A Lei 14.540, que institui o Programa de
Prevenção e Enfrentamento ao Assédio Sexual no âmbito da administração pública,
tem foco na educação de servidores. A lei define as condutas caracterizadas
como violência contra as mulheres, com base no Código Penal e na Lei Maria da
Penha, e estabelece ações de capacitação de agentes públicos para identificar e
prevenir a violência de gênero. Recentes casos de assédio sexual na Caixa e na
Petrobras evidenciam a pertinência dessa lei.
Já a Lei 14.541 dispõe que as Delegacias
Especializadas de Atendimento à Mulher (Deam) funcionem ininterruptamente,
inclusive em finais de semana e feriados. Custa crer que foi necessária uma lei
de 2023 para garantir atendimento 24 horas às mulheres vítimas de violência,
quase 40 anos depois da criação da primeira Delegacia de Defesa da Mulher no
País, em São Paulo, em 1985.
Por fim, Lula sancionou a Lei 14.542, que
prevê que “mulheres em situação de violência doméstica e familiar” terão
prioridade no atendimento pelo Sistema Nacional de Emprego (Sine).

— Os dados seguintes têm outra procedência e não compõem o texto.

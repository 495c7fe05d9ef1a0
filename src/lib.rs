//! Async client for the FC chat/broadcast service.
//!
//! camlink keeps a persistent connection to the service, decodes its
//! framed packet stream, and folds every server event into an observable
//! registry of broadcaster models with per-session state.
//!
//! # Features
//!
//! - **Two wire dialects**: the textual WebSocket framing (default) and
//!   the length-prefixed binary socket framing
//! - **Self-healing connection**: silence watchdogs and capped
//!   exponential reconnect
//! - **Observable model registry**: field-level change events, "best
//!   session" reconciliation across overlapping snapshots, tag sets
//! - **Typed packet events**: subscribe by packet kind or to everything
//!
//! # Quick Start
//!
//! ```rust,no_run
//! use camlink::{Client, ClientEvent};
//!
//! #[tokio::main]
//! async fn main() -> camlink::Result<()> {
//!     let client = Client::new("guest", "guest");
//!     let mut events = client.events();
//!
//!     client.connect_and_wait_for_models().await?;
//!     println!("{} models online", client.registry().len());
//!
//!     while let Ok(event) = events.recv().await {
//!         if let ClientEvent::Packet(packet) = event {
//!             if let Some(line) = packet.chat_string() {
//!                 println!("{line}");
//!             }
//!         }
//!     }
//!     Ok(())
//! }
//! ```

// Protocol layers
pub mod codec;
pub mod constants;
pub mod packet;

// Model state and observation
pub mod events;
pub mod listdata;
pub mod model;
pub mod registry;
pub mod state;

// Connection machinery
mod client;
mod conn;
mod dispatch;
pub mod transport;

// External collaborators
pub mod emote;
mod error;
pub mod http;

// Core exports
pub use client::{Client, ClientOptions, UserRef};
pub use conn::ConnectionState;
pub use error::{ClientError, Result};
pub use events::{ClientEvent, EventKey, EventBus, ListenerId};
pub use model::Model;
pub use packet::{clean_emotes, Packet, Payload};
pub use registry::{ChangeEvent, ModelRegistry, WhenId, ANY_PROPERTY};
pub use state::SessionState;

// Protocol exports
pub use codec::{BinaryCodec, TextDecoder, TxFrame};
pub use constants::{to_room_id, to_user_id, FcType, ServerConfig, UserLevel, VideoState};

// Collaborator contracts
pub use emote::{EmoteEncoder, PlainEmoteEncoder};
pub use http::{HttpFetcher, ReqwestFetcher};
pub use transport::{PacketSink, PacketSource, TransportPair};
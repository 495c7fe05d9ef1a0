//! Connection lifecycle.
//!
//! A spawned driver task owns the transport for as long as the client
//! wants to stay connected: it fetches the server configuration, dials,
//! performs the hello/login handshake, pumps inbound packets into the
//! dispatcher, enforces the silence and login watchdogs, and reconnects
//! with capped exponential backoff until a manual disconnect.

use std::sync::atomic::{AtomicBool, AtomicI32, AtomicI64, Ordering};
use std::sync::{Arc, Mutex};
use std::time::Duration;

use rand::Rng;
use tokio::sync::{mpsc, watch};
use tokio::time::Instant;
use tokio_util::sync::CancellationToken;
use tracing::{debug, info, warn};

use crate::client::ClientOptions;
use crate::codec::TxFrame;
use crate::constants::{
    FcType, ServerConfig, ALT_SITE_HOST, ALT_SITE_USER_PREFIX, BINARY_PORT,
    LOGIN_VERSION_BINARY, LOGIN_VERSION_WEBSOCKET, SITE_HOST, WEBSOCKET_PATH,
};
use crate::dispatch::{DispatchOutcome, Dispatcher};
use crate::error::{ClientError, Result};
use crate::events::{ClientEvent, EventBus};
use crate::http::HttpFetcher;
use crate::registry::ModelRegistry;
use crate::transport::{connect_binary, connect_websocket, TransportPair};

/// Connection state machine.
#[derive(Debug, Clone, Copy, PartialEq, Eq)]
pub enum ConnectionState {
    /// No connection and none in progress.
    Idle,
    /// Dialing, handshaking, or waiting out a reconnect delay.
    Pending,
    /// Connected; packets are flowing.
    Active,
}

pub(crate) const BACKOFF_BASE_SECS: f64 = 5.0;
pub(crate) const BACKOFF_MULTIPLIER: f64 = 1.5;
pub(crate) const BACKOFF_CAP_SECS: f64 = 2400.0;

/// Reconnect delay schedule: base, then ×1.5 per consecutive failure,
/// capped. Reset on every successful transition to Active.
#[derive(Debug)]
pub(crate) struct Backoff {
    current: f64,
}

impl Backoff {
    pub(crate) fn new() -> Backoff {
        Backoff { current: BACKOFF_BASE_SECS }
    }

    pub(crate) fn next_delay(&mut self) -> Duration {
        let delay = self.current;
        self.current = (self.current * BACKOFF_MULTIPLIER).min(BACKOFF_CAP_SECS);
        Duration::from_secs_f64(delay)
    }

    pub(crate) fn reset(&mut self) {
        self.current = BACKOFF_BASE_SECS;
    }

    #[cfg(test)]
    pub(crate) fn current_secs(&self) -> f64 {
        self.current
    }
}

/// State shared between the facade, the driver task and the dispatcher.
pub(crate) struct ClientShared {
    state_tx: watch::Sender<ConnectionState>,
    pub(crate) session_id: AtomicI32,
    pub(crate) uid: AtomicI64,
    pub(crate) username: Mutex<String>,
    pub(crate) password: String,
    /// Set by `disconnect()`; suppresses reconnect.
    pub(crate) manual: AtomicBool,
    pub(crate) logged_in: AtomicBool,
    /// Whether this client currently holds a registry login refcount.
    pub(crate) counted_login: AtomicBool,
    pub(crate) completed_models: AtomicBool,
    pub(crate) completed_tags: AtomicBool,
    pub(crate) models_loaded: AtomicBool,
    query_id: AtomicI32,
    tx: Mutex<Option<mpsc::UnboundedSender<TxFrame>>>,
    last_packet: Mutex<Instant>,
    last_state_packet: Mutex<Instant>,
    last_error: Mutex<Option<ClientError>>,
}

impl ClientShared {
    pub(crate) fn new(username: String, password: String) -> Arc<ClientShared> {
        let (state_tx, _) = watch::channel(ConnectionState::Idle);
        Arc::new(ClientShared {
            state_tx,
            session_id: AtomicI32::new(0),
            uid: AtomicI64::new(0),
            username: Mutex::new(username),
            password,
            manual: AtomicBool::new(false),
            logged_in: AtomicBool::new(false),
            counted_login: AtomicBool::new(false),
            completed_models: AtomicBool::new(false),
            completed_tags: AtomicBool::new(false),
            models_loaded: AtomicBool::new(false),
            query_id: AtomicI32::new(20),
            tx: Mutex::new(None),
            last_packet: Mutex::new(Instant::now()),
            last_state_packet: Mutex::new(Instant::now()),
            last_error: Mutex::new(None),
        })
    }

    pub(crate) fn state(&self) -> ConnectionState {
        *self.state_tx.borrow()
    }

    pub(crate) fn set_state(&self, state: ConnectionState) {
        self.state_tx.send_replace(state);
    }

    pub(crate) fn watch_state(&self) -> watch::Receiver<ConnectionState> {
        self.state_tx.subscribe()
    }

    /// Queue an outbound command onto the live connection's writer,
    /// stamping in the session id.
    pub(crate) fn send(&self, mut frame: TxFrame) -> Result<()> {
        frame.n_from = self.session_id.load(Ordering::SeqCst);
        let tx = self.tx.lock().expect("tx lock");
        let sender = tx.as_ref().ok_or(ClientError::NotConnected)?;
        sender.send(frame).map_err(|_| ClientError::NotConnected)
    }

    pub(crate) fn install_tx(&self, sender: mpsc::UnboundedSender<TxFrame>) {
        *self.tx.lock().expect("tx lock") = Some(sender);
    }

    pub(crate) fn clear_tx(&self) {
        *self.tx.lock().expect("tx lock") = None;
    }

    /// Monotonic query id for USERNAMELOOKUP correlation; starts at 20
    /// to stay clear of codes the server uses itself.
    pub(crate) fn next_query_id(&self) -> i32 {
        self.query_id.fetch_add(1, Ordering::SeqCst)
    }

    pub(crate) fn touch_packet(&self) {
        *self.last_packet.lock().expect("timestamp lock") = Instant::now();
    }

    pub(crate) fn touch_state_packet(&self) {
        *self.last_state_packet.lock().expect("timestamp lock") = Instant::now();
    }

    pub(crate) fn packet_idle(&self) -> Duration {
        self.last_packet.lock().expect("timestamp lock").elapsed()
    }

    pub(crate) fn state_packet_idle(&self) -> Duration {
        self.last_state_packet.lock().expect("timestamp lock").elapsed()
    }

    pub(crate) fn store_error(&self, error: ClientError) {
        *self.last_error.lock().expect("error lock") = Some(error);
    }

    pub(crate) fn take_error(&self) -> Option<ClientError> {
        self.last_error.lock().expect("error lock").take()
    }

    // Fresh connection: the server re-seeds everything.
    fn reset_connection_latches(&self) {
        self.logged_in.store(false, Ordering::SeqCst);
        self.completed_models.store(false, Ordering::SeqCst);
        self.completed_tags.store(false, Ordering::SeqCst);
        self.models_loaded.store(false, Ordering::SeqCst);
        self.touch_packet();
        self.touch_state_packet();
    }
}

pub(crate) struct DriverCtx {
    pub(crate) shared: Arc<ClientShared>,
    pub(crate) bus: Arc<EventBus>,
    pub(crate) registry: ModelRegistry,
    pub(crate) http: Arc<dyn HttpFetcher>,
    pub(crate) dispatcher: Dispatcher,
    pub(crate) opts: ClientOptions,
    pub(crate) cancel: CancellationToken,
    pub(crate) do_login: bool,
}

enum ConnectionEnd {
    /// `disconnect()` was requested; do not reconnect.
    Manual,
    /// The server rejected the login; surfaced to the caller, no retry.
    LoginFailed(i32),
    /// Anything else; reconnect with backoff.
    Retry,
}

/// Driver task: connect, run, reconnect until cancelled.
pub(crate) async fn run_driver(ctx: DriverCtx) {
    let mut backoff = Backoff::new();

    loop {
        ctx.shared.set_state(ConnectionState::Pending);
        let end = run_connection(&ctx, &mut backoff).await;

        match end {
            ConnectionEnd::Manual => break,
            ConnectionEnd::LoginFailed(code) => {
                ctx.shared.store_error(ClientError::LoginRejected { code });
                break;
            }
            ConnectionEnd::Retry => {
                if ctx.shared.manual.load(Ordering::SeqCst) {
                    break;
                }
                ctx.shared.set_state(ConnectionState::Pending);
                let delay = backoff.next_delay();
                info!(?delay, "reconnecting after connection failure");
                tokio::select! {
                    _ = tokio::time::sleep(delay) => {}
                    _ = ctx.cancel.cancelled() => break,
                }
            }
        }
    }

    // Driver exit: this client no longer holds a login refcount.
    if ctx.shared.counted_login.swap(false, Ordering::SeqCst) {
        ctx.registry.client_logged_out();
    }
    ctx.shared.set_state(ConnectionState::Idle);
    debug!("connection driver stopped");
}

async fn run_connection(ctx: &DriverCtx, backoff: &mut Backoff) -> ConnectionEnd {
    let shared = &ctx.shared;

    let config = match load_server_config(ctx).await {
        Ok(config) => config,
        Err(e) => {
            warn!(error = %e, "server config fetch failed");
            return ConnectionEnd::Retry;
        }
    };

    let (mut sink, mut source) = match dial(&ctx.opts, &config).await {
        Ok(pair) => pair,
        Err(e) => {
            warn!(error = %e, "dial failed");
            return ConnectionEnd::Retry;
        }
    };

    let (tx, mut rx) = mpsc::unbounded_channel::<TxFrame>();
    shared.install_tx(tx);
    shared.reset_connection_latches();

    // Writer task: drains queued commands onto the wire until the queue
    // closes or the socket rejects a write.
    let mut writer = tokio::spawn(async move {
        while let Some(frame) = rx.recv().await {
            if let Err(e) = sink.send(frame).await {
                warn!(error = %e, "send failed");
                break;
            }
        }
    });

    shared.set_state(ConnectionState::Active);
    backoff.reset();
    ctx.bus.emit_lifecycle(ClientEvent::Connected);
    info!(
        websocket = ctx.opts.use_websockets,
        login = ctx.do_login,
        "connection active"
    );

    let mut login_deadline: Option<Instant> = None;
    if ctx.do_login {
        let version = if ctx.opts.use_websockets {
            LOGIN_VERSION_WEBSOCKET
        } else {
            LOGIN_VERSION_BINARY
        };
        let prefix = if ctx.opts.alt_site { ALT_SITE_USER_PREFIX } else { "" };
        let credentials = {
            let username = shared.username.lock().expect("username lock");
            format!("{prefix}{username}:{}", shared.password)
        };
        let login = TxFrame::new(FcType::Login, 0, version, 0).with_payload(credentials);
        if shared.send(login).is_err() {
            return ConnectionEnd::Retry;
        }
        login_deadline = Some(Instant::now() + ctx.opts.login_timeout);
    }

    // The watchdog ticks fast on WebSockets (the server expects chatter)
    // and slowly on the binary dialect.
    let tick = if ctx.opts.use_websockets {
        Duration::from_secs(15)
    } else {
        Duration::from_secs(120)
    };
    let mut watchdog = tokio::time::interval_at(Instant::now() + tick, tick);
    watchdog.set_missed_tick_behavior(tokio::time::MissedTickBehavior::Delay);

    let end = loop {
        tokio::select! {
            _ = ctx.cancel.cancelled() => break ConnectionEnd::Manual,

            _ = &mut writer => {
                info!("writer task ended, dropping connection");
                break ConnectionEnd::Retry;
            }

            inbound = source.next_packet() => match inbound {
                Ok(Some(packet)) => {
                    if packet.fc_type == FcType::Login {
                        login_deadline = None;
                    }
                    match ctx.dispatcher.dispatch(packet).await {
                        DispatchOutcome::Continue => {}
                        DispatchOutcome::LoginFailed(code) => {
                            break ConnectionEnd::LoginFailed(code);
                        }
                    }
                }
                Ok(None) => {
                    info!("connection closed by server");
                    break ConnectionEnd::Retry;
                }
                Err(e) => {
                    warn!(error = %e, "connection failed");
                    break ConnectionEnd::Retry;
                }
            },

            _ = watchdog.tick() => {
                if shared.packet_idle() > ctx.opts.silence_timeout {
                    warn!(idle = ?shared.packet_idle(), "silence watchdog tripped");
                    break ConnectionEnd::Retry;
                }
                if shared.logged_in.load(Ordering::SeqCst)
                    && shared.state_packet_idle() > ctx.opts.state_silence_timeout
                {
                    warn!(idle = ?shared.state_packet_idle(), "state silence watchdog tripped");
                    break ConnectionEnd::Retry;
                }
                // No-op keepalive.
                let _ = shared.send(TxFrame::new(FcType::Null, 0, 0, 0));
            }

            _ = tokio::time::sleep_until(
                login_deadline.unwrap_or_else(|| Instant::now() + Duration::from_secs(3600)),
            ), if login_deadline.is_some() => {
                warn!("login response deadline passed");
                break ConnectionEnd::Retry;
            }
        }
    };

    shared.clear_tx();
    writer.abort();
    shared.logged_in.store(false, Ordering::SeqCst);
    recycle_guest_name(shared);
    ctx.bus.emit_lifecycle(ClientEvent::Disconnected);
    end
}

// Server-assigned guest names are only valid within their connection;
// logging in again with one is rejected.
fn recycle_guest_name(shared: &ClientShared) {
    if shared.password == "guest" {
        let mut username = shared.username.lock().expect("username lock");
        if username.starts_with("Guest") {
            debug!(%username, "recycling server-assigned guest name");
            *username = "guest".to_string();
        }
    }
}

async fn load_server_config(ctx: &DriverCtx) -> Result<ServerConfig> {
    if ctx.opts.use_cached_server_config {
        return Ok(ServerConfig::cached());
    }
    let host = site_host(&ctx.opts);
    let nc: u32 = rand::thread_rng().gen();
    let url = format!("https://www.{host}/_js/serverconfig.js?nc={nc}");
    let body = ctx.http.get(&url).await?;
    serde_json::from_str(&body)
        .map_err(|e| ClientError::server_config(format!("bad config document: {e}")))
}

async fn dial(opts: &ClientOptions, config: &ServerConfig) -> Result<TransportPair> {
    let host = site_host(opts);
    if opts.use_websockets {
        let names: Vec<&String> = config.websocket_servers.keys().collect();
        if names.is_empty() {
            return Err(ClientError::server_config("no websocket servers listed"));
        }
        let name = names[rand::thread_rng().gen_range(0..names.len())];
        let url = format!("wss://{name}.{host}{WEBSOCKET_PATH}");
        connect_websocket(&url).await
    } else {
        if config.chat_servers.is_empty() {
            return Err(ClientError::server_config("no chat servers listed"));
        }
        let index = rand::thread_rng().gen_range(0..config.chat_servers.len());
        let server = &config.chat_servers[index];
        let addr = format!("{server}.{host}:{BINARY_PORT}");
        connect_binary(&addr).await
    }
}

fn site_host(opts: &ClientOptions) -> &'static str {
    if opts.alt_site {
        ALT_SITE_HOST
    } else {
        SITE_HOST
    }
}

De acordo
com o texto, elas terão direito a 10% das vagas oferecidas pelo Sine. Sem
dúvida, facilitar a ocupação dessas mulheres é uma medida muito bem-vinda, pois
não raro as vítimas se veem presas no ambiente de violência pela dependência
financeira de seus agressores.
Congresso e Presidência caminharam na direção correta ao dotar o País de novos instrumentos legais para combater a violência contra as mulheres. No entanto, o papel aceita tudo, como se diz. Enquanto a Polícia Civil e o Poder Judiciário não agirem com a velocidade que as vítimas precisam e não punirem exemplarmente todo e qualquer agressor de mulheres, o Brasil seguirá lamentando estatísticas e famílias continuarão a ser destruídas.